Study of immunology, epidemiology and phylogenetics of bacterial pathogens

Bacterial phylodynamics is the study of immunology, epidemiology, and phylogenetics of bacterial pathogens to better understand the evolutionary role of these pathogens. Phylodynamic analysis includes analyzing genetic diversity, natural selection, and population dynamics of infectious disease pathogen phylogenies during pandemics and studying intra-host evolution of viruses. Phylodynamics combines the study of phylogenetic analysis, ecological, and evolutionary processes to better understand of the mechanisms that drive spatiotemporal incidence and phylogenetic patterns of bacterial pathogens. Bacterial phylodynamics uses genome-wide single-nucleotide polymorphisms (SNP) in order to better understand the evolutionary mechanism of bacterial pathogens. Many phylodynamic studies have been performed on viruses, specifically RNA viruses (see Viral phylodynamics) which have high mutation rates. The field of bacterial phylodynamics has increased substantially due to the advancement of next-generation sequencing and the amount of data available.

== Methods ==

=== Novel hypothesis (study design) ===
Studies can be designed to observe intra-host or inter-host interactions. Bacterial phylodynamic studies usually focus on inter-host interactions with samples from many different hosts in a specific geographical location or several different geographical locations. The most important part of a study design is how to organize the sampling strategy. For example, the number of sampled time points, the sampling interval, and the number of sequences per time point are crucial to phylodynamic analysis.

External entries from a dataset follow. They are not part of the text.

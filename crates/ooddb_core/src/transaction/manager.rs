//! Transaction manager.

use super::buffer::EventBuffer;
use super::session::{SavepointMark, Session, SessionState};
use crate::error::{CoreError, CoreResult};
use crate::registry::DatabaseHandle;
use crate::storage::{Connection, StorageEngine};
use crate::types::{IsolationLevel, TransactionId};
use ooddb_protocol::TableEvent;
use parking_lot::{Mutex, RwLockReadGuard, RwLockWriteGuard};
use std::collections::HashMap;
use std::fmt;
use std::path::PathBuf;
use std::sync::atomic::{AtomicBool, Ordering};
use std::sync::Arc;
use std::thread::{self, ThreadId};
use tracing::{debug, trace, warn};

/// What the commit pipeline decided before the native commit.
#[derive(Debug, Default)]
pub(crate) struct PreparedCommit {
    /// Log entry written for the transaction, if any.
    pub(crate) logged: Option<TransactionId>,
    /// Commit instant, milliseconds since the Unix epoch.
    pub(crate) timestamp_utc: u64,
    /// Changes to record in the backup increment.
    pub(crate) backup_events: Option<Vec<TableEvent>>,
}

/// Hooks run around the native commit of an outermost write transaction.
pub(crate) trait CommitObserver: Send + Sync {
    /// Whether commits must be fully ordered from `before_commit` to
    /// `after_commit`.
    fn serializes_commits(&self) -> bool;

    /// Runs inside the native transaction, just before it commits.
    fn before_commit(
        &self,
        conn: &mut dyn Connection,
        events: &EventBuffer,
        replicated: &[TableEvent],
    ) -> CoreResult<PreparedCommit>;

    /// Runs once the native transaction is durable.
    fn after_commit(&self, prepared: PreparedCommit) -> CoreResult<()>;

    /// Runs after any rollback, nested or not.
    fn after_rollback(&self);

    /// Runs last, once commits are no longer held back.
    fn committed(&self, _logged: Option<TransactionId>) {}
}

/// Settings of a [`TransactionManager`].
#[derive(Debug, Clone)]
pub(crate) struct ManagerOptions {
    pub(crate) default_isolation: IsolationLevel,
    pub(crate) max_events_in_memory: usize,
    pub(crate) spill_directory: PathBuf,
}

/// Runs work inside native transactions, one session per thread.
///
/// A thread's first call opens a connection that is reused by its later
/// transactions. Calls made from inside a running transaction nest: with
/// savepoint support a failing inner scope is undone alone, otherwise its
/// failure dooms the outer transaction. Sessions of threads that exited
/// are reaped when a new session is created.
pub struct TransactionManager {
    engine: Arc<dyn StorageEngine>,
    database: DatabaseHandle,
    observer: Arc<dyn CommitObserver>,
    options: ManagerOptions,
    sessions: Mutex<HashMap<ThreadId, Arc<Session>>>,
    commit_order: Mutex<()>,
    closed: AtomicBool,
}

impl TransactionManager {
    pub(crate) fn new(
        engine: Arc<dyn StorageEngine>,
        database: DatabaseHandle,
        observer: Arc<dyn CommitObserver>,
        options: ManagerOptions,
    ) -> Self {
        Self {
            engine,
            database,
            observer,
            options,
            sessions: Mutex::new(HashMap::new()),
            commit_order: Mutex::new(()),
            closed: AtomicBool::new(false),
        }
    }

    /// Number of open sessions.
    #[must_use]
    pub fn session_count(&self) -> usize {
        self.sessions.lock().len()
    }

    /// Returns true once [`TransactionManager::close`] ran.
    #[must_use]
    pub fn is_closed(&self) -> bool {
        self.closed.load(Ordering::Acquire)
    }

    /// Runs `work` in a transaction of the calling thread.
    ///
    /// `isolation` defaults to the configured level and is negotiated
    /// against what the engine supports. Only the outermost scope commits;
    /// an error from `work` rolls its scope back and is returned as is.
    ///
    /// # Errors
    ///
    /// Returns the error of `work`, of the engine, or of the commit
    /// pipeline; [`CoreError::DatabaseClosed`] after close.
    pub fn run_transaction<T, F>(
        &self,
        isolation: Option<IsolationLevel>,
        write: bool,
        work: F,
    ) -> CoreResult<T>
    where
        F: FnOnce(&TransactionScope<'_>) -> CoreResult<T>,
    {
        let session = self.session()?;
        let nested = {
            let mut state = session.state.lock();
            if state.depth == 0 {
                self.begin(&mut state, isolation, write)?;
                None
            } else {
                if write && state.read_only {
                    return Err(CoreError::invalid_operation(
                        "write transaction requested inside a read-only transaction",
                    ));
                }
                let mark = state.mark(self.engine.supports_savepoints())?;
                state.depth += 1;
                Some(mark)
            }
        };

        let unwind = Unwind {
            manager: self,
            session: &session,
            mark: nested,
            armed: true,
        };
        let result = work(&TransactionScope {
            session: &session,
        });
        match unwind.disarm() {
            None => self.finish(&session, result),
            Some(mark) => self.finish_nested(&session, &mark, result),
        }
    }

    /// Like [`TransactionManager::run_transaction`], holding the database
    /// lock shared by every wrapper opened on the same name: exclusively
    /// for writes, shared for reads. Re-entrant on the holding thread.
    ///
    /// # Errors
    ///
    /// See [`TransactionManager::run_transaction`].
    pub fn run_synchronized_transaction<T, F>(
        &self,
        isolation: Option<IsolationLevel>,
        write: bool,
        work: F,
    ) -> CoreResult<T>
    where
        F: FnOnce(&TransactionScope<'_>) -> CoreResult<T>,
    {
        let session = self.session()?;
        if session.holds_database_lock() {
            return self.run_transaction(isolation, write, work);
        }
        let lock = if write {
            HeldLock::Write(self.database.write())
        } else {
            HeldLock::Read(self.database.read())
        };
        let _held = Synchronized {
            session: &session,
            _lock: lock,
        };
        session.set_holds_database_lock(true);
        self.run_transaction(isolation, write, work)
    }

    /// Closes every session and refuses new transactions.
    ///
    /// Transactions running on other threads fail on their next step.
    pub fn close(&self) {
        if self.closed.swap(true, Ordering::AcqRel) {
            return;
        }
        let sessions: Vec<_> = self.sessions.lock().drain().map(|(_, s)| s).collect();
        debug!(sessions = sessions.len(), "closing transaction sessions");
        for session in sessions {
            session.force_close();
        }
    }

    /// Runs `f` with commits held back, so that no transaction commits
    /// while it runs.
    pub(crate) fn between_commits<R>(&self, f: impl FnOnce() -> R) -> R {
        let _order = self.commit_order.lock();
        f()
    }

    fn session(&self) -> CoreResult<Arc<Session>> {
        if self.is_closed() {
            return Err(CoreError::DatabaseClosed);
        }
        let id = thread::current().id();
        let mut sessions = self.sessions.lock();
        if let Some(session) = sessions.get(&id) {
            session.ensure_open()?;
            return Ok(Arc::clone(session));
        }

        sessions.retain(|_, session| {
            if session.is_orphaned() {
                trace!("reaping session of exited thread");
                session.force_close();
                false
            } else {
                true
            }
        });

        let conn = self.engine.connect()?;
        let events = EventBuffer::new(
            self.options.max_events_in_memory,
            self.options.spill_directory.clone(),
        );
        let session = Arc::new(Session::new(conn, events));
        sessions.insert(id, Arc::clone(&session));
        Ok(session)
    }

    fn begin(
        &self,
        state: &mut SessionState,
        isolation: Option<IsolationLevel>,
        write: bool,
    ) -> CoreResult<()> {
        let requested = isolation.unwrap_or(self.options.default_isolation);
        let level =
            IsolationLevel::negotiate(requested, &self.engine.supported_isolation_levels())
                .ok_or_else(|| {
                    CoreError::engine(format!(
                        "engine '{}' supports no isolation level",
                        self.engine.name()
                    ))
                })?;
        if level != requested {
            trace!(?requested, ?level, "isolation level negotiated");
        }
        state.conn.set_auto_commit(false)?;
        state.conn.set_isolation(level)?;
        state.discard();
        state.isolation = level;
        state.read_only = !write;
        state.depth = 1;
        Ok(())
    }

    fn finish<T>(&self, session: &Session, result: CoreResult<T>) -> CoreResult<T> {
        let read_only = session.state.lock().read_only;
        let order = (!read_only && self.observer.serializes_commits())
            .then(|| self.commit_order.lock());
        let mut state = session.state.lock();
        state.depth = 0;

        let value = match result {
            Ok(value) => value,
            Err(e) => {
                self.rollback(&mut state);
                drop(state);
                self.observer.after_rollback();
                return Err(e);
            }
        };
        session.ensure_open()?;
        if state.poisoned {
            self.rollback(&mut state);
            drop(state);
            self.observer.after_rollback();
            return Err(CoreError::invalid_operation(
                "a nested transaction failed and could not be undone on its own",
            ));
        }

        let prepared = if read_only {
            PreparedCommit::default()
        } else {
            let SessionState {
                conn,
                events,
                replicated,
                ..
            } = &mut *state;
            match self
                .observer
                .before_commit(conn.as_mut(), events, replicated)
            {
                Ok(prepared) => prepared,
                Err(e) => {
                    self.rollback(&mut state);
                    drop(state);
                    self.observer.after_rollback();
                    return Err(e);
                }
            }
        };
        if let Err(e) = state.conn.commit() {
            self.rollback(&mut state);
            drop(state);
            self.observer.after_rollback();
            return Err(e);
        }
        state.discard();
        drop(state);

        if !read_only {
            let logged = prepared.logged;
            let recorded = self.observer.after_commit(prepared);
            drop(order);
            self.observer.committed(logged);
            recorded?;
        }
        Ok(value)
    }

    fn finish_nested<T>(
        &self,
        session: &Session,
        mark: &SavepointMark,
        result: CoreResult<T>,
    ) -> CoreResult<T> {
        let mut state = session.state.lock();
        state.depth = state.depth.saturating_sub(1);
        match result {
            Ok(value) => {
                session.ensure_open()?;
                state.release(mark)?;
                Ok(value)
            }
            Err(e) => {
                if let Err(undo) = state.rollback_to(mark) {
                    warn!(error = %undo, "failed to undo nested transaction");
                    state.poisoned = true;
                }
                drop(state);
                self.observer.after_rollback();
                Err(e)
            }
        }
    }

    fn rollback(&self, state: &mut SessionState) {
        if !state.conn.is_closed() {
            if let Err(e) = state.conn.rollback() {
                warn!(error = %e, "native rollback failed");
            }
        }
        state.discard();
    }
}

Sampling bias causes problems when looking at a diverse taxological samples. For example, sampling from a limited geographical location may impact effective population size.

=== Generating data ===

==== Experimental settings ====
Sequencing of the genome or genomic regions and what sequencing technique to use is an important experimental setting to phylodynamic analysis. Whole genome sequencing is often performed on bacterial genomes, although depending on the design of the study, many different methods can be utilized for phylodynamic analysis. Bacterial genomes are much larger and have a slower evolutionary rate than RNA viruses, limiting studies on the bacterial phylodynamics. The advancement of sequencing technology has made bacterial phylodynamics possible but proper preparation of the whole bacterial genomes is mandatory.

===== Alignment =====
When a new dataset with samples for phylodynamic analysis are obtained, the sequences in the new data set are aligned. A BLAST search is frequently executed to find similar strains of the pathogen of interest. Sequences collected from BLAST for an alignment will need the proper information to be added to a data set, such as sample collection date and geographical location of the sample. Multiple sequence alignment algorithms (e.g., MUSCLE, MAFFT, and CLUSAL W) will align the data set with all selected sequences. After the running a multiple sequence alignment algorithm, manual editing the alignment is highly recommended. Multiple sequence alignment algorithms can leave a large amount of indels in the sequence alignment when the indels do not exist. Manually editing the indels in the data set will allow a more accurate phylogenetic tree.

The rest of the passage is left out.